Front. Bioeng. Biotechnol., 30 January 2014
Sec. Bionics and Biomimetics

Soft robotics: new perspectives for robot bodyware and control

  • The BioRobotics Institute, Scuola Superiore Sant’Anna, Pisa, Italy

The remarkable advances of robotics in the last 50 years, which represent an incredible wealth of knowledge, are based on the fundamental assumption that robots are chains of rigid links. The use of soft materials in robotics, driven not only by new scientific paradigms (biomimetics, morphological computation, and others), but also by many applications (biomedical, service, rescue robots, and many more), is going to overcome these basic assumptions and makes the well-known theories and techniques poorly applicable, opening new perspectives for robot design and control. The current examples of soft robots represent a variety of solutions for actuation and control. Though very first steps, they have the potential for a radical technological change. Soft robotics is not just a new direction of technological development, but a novel approach to robotics, unhinging its fundamentals, with the potential to produce a new generation of robots, in the support of humans in our natural environments.
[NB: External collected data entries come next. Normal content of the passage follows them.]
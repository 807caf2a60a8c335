//! Writing assembled tables for the report renderer.

use std::io::Write;

use anyhow::{Context, Result};
use serde::Serialize;

use crate::{assemble::DenseTable, period::ImpactWindow, table::dense_rows};

pub fn write_csv<W: Write>(writer: &mut csv::Writer<W>, table: &DenseTable) -> Result<()> {
    let (headers, rows) = dense_rows(table);
    writer
        .write_record(&headers)
        .context("Writing table headers")?;
    for (idx, row) in rows.iter().enumerate() {
        writer
            .write_record(row)
            .with_context(|| format!("Writing table row {}", idx + 1))?;
    }
    writer.flush().context("Flushing table output")?;
    Ok(())
}

#[derive(Debug, Serialize)]
struct JsonReport<'a> {
    #[serde(flatten)]
    table: &'a DenseTable,
    has_filled_gaps: bool,
    pre_period: [usize; 2],
    post_period: [usize; 2],
}

pub fn write_json<W: Write>(
    writer: W,
    table: &DenseTable,
    has_filled_gaps: bool,
    window: &ImpactWindow,
) -> Result<()> {
    let report = JsonReport {
        table,
        has_filled_gaps,
        pre_period: window.pre_period.as_pair(),
        post_period: window.post_period.as_pair(),
    };
    serde_json::to_writer_pretty(writer, &report).context("Serializing table as JSON")
}

#[cfg(test)]
mod tests {
    use super::*;
    use crate::{assemble::assemble, data::Cell, merge::MergedSeries};

    fn table() -> (DenseTable, bool) {
        let mut merged = MergedSeries::new();
        merged.insert("2024-01-01", "ga4_sessions", Cell::text("12"));
        merged.insert("2024-01-02", "csv_orders", Cell::text("2.5"));
        assemble(&merged, "2024-01-01", "2024-01-02", "csv_orders").unwrap()
    }

    #[test]
    fn csv_has_date_column_then_target() {
        let (table, _) = table();
        let mut writer = csv::Writer::from_writer(Vec::new());
        write_csv(&mut writer, &table).unwrap();
        let text = String::from_utf8(writer.into_inner().unwrap()).unwrap();
        assert_eq!(
            text.lines().collect::<Vec<_>>(),
            vec![
                "date,csv_orders,ga4_sessions",
                "2024-01-01,0,12",
                "2024-01-02,2.5,0"
            ]
        );
    }

    #[test]
    fn json_carries_index_columns_and_periods() {
        let (table, gaps) = table();
        let window = ImpactWindow::from_dates("2024-01-01", "2024-01-02", "2024-01-02").unwrap();
        let mut buffer = Vec::new();
        write_json(&mut buffer, &table, gaps, &window).unwrap();
        let value: serde_json::Value = serde_json::from_slice(&buffer).unwrap();
        assert_eq!(value["index"][1], "2024-01-02");
        assert_eq!(value["columns"][0], "csv_orders");
        assert_eq!(value["data"][1][0], 2.5);
        assert_eq!(value["has_filled_gaps"], true);
        assert_eq!(value["pre_period"], serde_json::json!([0, 0]));
        assert_eq!(value["post_period"], serde_json::json!([1, 1]));
    }
}
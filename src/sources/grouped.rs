//! Benchmark-style feeds with a category breakdown.
//!
//! Rows are filtered by per-field allow-lists, summed per `(date, category)`
//! and pivoted so each requested `(category, field)` pair becomes one
//! column named `<category>[<field>]`.

use std::collections::{BTreeMap, HashMap};

use indexmap::IndexMap;
use itertools::Itertools;
use log::debug;
use serde::{Deserialize, Serialize};

use crate::{
    data::{RawRow, coerce_numeric},
    error::{MergeError, MergeResult},
    sources::{SourceKind, dated_row},
};

#[derive(Debug, Clone, PartialEq, Eq, Hash, Serialize, Deserialize)]
pub struct Extraction {
    pub category: String,
    pub field: String,
}

impl Extraction {
    pub fn column_name(&self) -> String {
        format!("{}[{}]", self.category, self.field)
    }
}

#[derive(Debug, Clone, Default, Serialize, Deserialize)]
pub struct GroupSettings {
    pub date_column: String,
    pub category_column: String,
    /// Field name to allowed values; every filter must match.
    #[serde(default)]
    pub filters: BTreeMap<String, Vec<String>>,
    pub extract: Vec<Extraction>,
}

impl GroupSettings {
    pub fn columns(&self) -> Vec<String> {
        self.extract.iter().map(Extraction::column_name).collect()
    }

    fn passes_filters(&self, row: &RawRow) -> bool {
        self.filters.iter().all(|(field, allowed)| {
            row.get(field)
                .is_some_and(|cell| allowed.iter().any(|a| *a == cell.as_display()))
        })
    }
}

fn text_of(row: &RawRow, column: &str) -> MergeResult<String> {
    row.get(column)
        .map(|cell| cell.as_display().into_owned())
        .ok_or_else(|| MergeError::missing_key(SourceKind::Benchmark.tag(), column))
}

pub fn group_and_sum(rows: &[RawRow], settings: &GroupSettings) -> MergeResult<Vec<RawRow>> {
    let fields: Vec<&str> = settings
        .extract
        .iter()
        .map(|e| e.field.as_str())
        .unique()
        .collect();

    // date -> category -> field -> sum
    let mut sums: IndexMap<String, HashMap<String, HashMap<&str, f64>>> = IndexMap::new();
    let mut kept = 0usize;
    for row in rows.iter().filter(|row| settings.passes_filters(row)) {
        kept += 1;
        let date = text_of(row, &settings.date_column)?;
        let category = text_of(row, &settings.category_column)?;
        let group = sums.entry(date).or_default().entry(category).or_default();
        for field in &fields {
            let cell = row
                .get(field)
                .ok_or_else(|| MergeError::missing_key(SourceKind::Benchmark.tag(), field))?;
            *group.entry(*field).or_insert(0.0) += coerce_numeric(cell);
        }
    }
    debug!(
        "Grouped {kept} of {} benchmark row(s) into {} day(s)",
        rows.len(),
        sums.len()
    );

    Ok(sums
        .iter()
        .map(|(date, categories)| {
            dated_row(
                date,
                settings.extract.iter().map(|extraction| {
                    let value = categories
                        .get(&extraction.category)
                        .and_then(|by_field| by_field.get(extraction.field.as_str()))
                        .copied()
                        .unwrap_or(0.0);
                    (extraction.column_name(), value)
                }),
            )
        })
        .collect())
}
The Soft Robotics Challenge

Robotics has grown exponentially in the last 50 years and today robotics technologies are very solid and robust, in the accurate, fast, and reliable control of robot motion. Almost all the theories and techniques for robot control, fabrication, and sensing, which represent an incredible wealth of knowledge, are based on a fundamental assumption and conventional definition of robots: a kinematic chain of rigid links.

Recent advances in soft and smart materials, compliant mechanisms, and non-linear modeling, on the other hand, have led to a more and more popular use of soft materials in robotics worldwide. This is driven not only by new scientific paradigms (biomimetics, morphological computation, and others) but also by many application requirements (in the fields of biomedical, service, rescue robots, and many more), because of the expected capability of soft robots to interact more easily and effectively with real-world environments (Mazzolai et al., 2012; Pfeifer et al., 2012).

In biomimetics, the use of soft materials is suggested by the uncountable examples of animal and vegetal systems. Rigid structures, like skeletons or exoskeletons, are always accompanied by soft tissues. These include mechanisms for varying the material characteristics such as stiffness, elasticity, and surface properties, etc. (Kim et al., 2013) for generating motion through muscles and for facilitating sensing in skins through embedded mechanoreceptors.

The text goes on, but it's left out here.